東京:NPO法人パルシックでパレスチナ事業を担当する糸井志帆氏は6月11日、国会内で開かれた会合で、「ガザでは子どもたちが餓死し、人々は死の淵に立たされている。8ヶ月以上続く激しい空爆は、人々の心と体を破壊し、ガザはまさにこの世の地獄と化しています」
糸井氏は、ガザの人道危機を緩和するために活動している団体の代表者が参加した、超党派の議員で作る「人道外交議員連盟」の会合で発言した。この会合は、ガザ支援に携わる人々から、人道危機が危機的状況になりつつあるという明確なメッセージとともに、日本のメディアによって報道された。

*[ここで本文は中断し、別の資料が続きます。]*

//! Log entry types
//!
//! Core types for representing one log line between formatting and write.

use chrono::NaiveDate;
use serde::{Deserialize, Serialize};
use std::fmt;

/// Severity of a log line
#[derive(
    Debug, Clone, Copy, PartialEq, Eq, PartialOrd, Ord, Serialize, Deserialize, clap::ValueEnum,
)]
#[serde(rename_all = "lowercase")]
pub enum LogLevel {
    Debug,
    Info,
    Warn,
    Error,
}

impl LogLevel {
    /// Prefix written after the timestamp, e.g. `[info]:`
    pub fn tag(self) -> &'static str {
        match self {
            Self::Debug => "[debug]:",
            Self::Info => "[info]:",
            Self::Warn => "[warn]:",
            Self::Error => "[error]:",
        }
    }
}

impl fmt::Display for LogLevel {
    fn fmt(&self, f: &mut fmt::Formatter<'_>) -> fmt::Result {
        let name = match self {
            Self::Debug => "debug",
            Self::Info => "info",
            Self::Warn => "warn",
            Self::Error => "error",
        };
        f.write_str(name)
    }
}

/// A formatted line waiting to be written
///
/// `date` is the calendar day of the line's timestamp; rotation compares it
/// against the day of the open file.
#[derive(Debug, Clone, PartialEq, Eq)]
pub struct LogRecord {
    pub level: LogLevel,
    pub date: NaiveDate,
    pub line: String,
}

#[cfg(test)]
mod tests {
    use super::*;

    #[test]
    fn test_level_tags() {
        assert_eq!(LogLevel::Debug.tag(), "[debug]:");
        assert_eq!(LogLevel::Info.tag(), "[info]:");
        assert_eq!(LogLevel::Warn.tag(), "[warn]:");
        assert_eq!(LogLevel::Error.tag(), "[error]:");
    }

    #[test]
    fn test_level_serde_lowercase() {
        let json = serde_json::to_string(&LogLevel::Warn).unwrap();
        assert_eq!(json, "\"warn\"");

        let level: LogLevel = serde_json::from_str("\"error\"").unwrap();
        assert_eq!(level, LogLevel::Error);
    }

    #[test]
    fn test_level_ordering() {
        assert!(LogLevel::Debug < LogLevel::Info);
        assert!(LogLevel::Warn < LogLevel::Error);
    }
}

ガザで食糧支援などを行っているNPO「パレスチナ子どものキャンペーン」の田中好子事務局長は言う: 「ラファ侵攻後、6月10日まで、ガザに物資がほとんど届かない日が続きました。私たちは、物資の輸送ができないために、死ななくてもいい人々が死んでいくことを懸念しています。パレスチナの子どもたちの9割は、米もほとんど食べていません」
田中氏がまとめた国連のデータによると、ガザに援助物資を届けるトラックの数は、ガザでの戦闘が始まった昨年10月の218台から今年4月には5671台に増えたが、5月には1656台に減り、6月に入ってからの10日間ではわずか234台にとどまっている。ガザの治安悪化により、物資を積んだトラックの約7割が最終目的地に到着できていない。
公益社団法人セーブ・ザ・チルドレン・ジャパンでガザ活動を担当する金子由佳氏は、「ガザの子どもたちの少なくとも1%(14,100人)がすでに亡くなり、犠牲者は増え続けています。この悲劇を止めることができるのは、即時停戦しかありません」
日本国際ボランティアセンターの小林麗子氏は、多くのパレスチナ人が、外の世界はもはや自分たちのことなど気にかけていないと思っていると語った。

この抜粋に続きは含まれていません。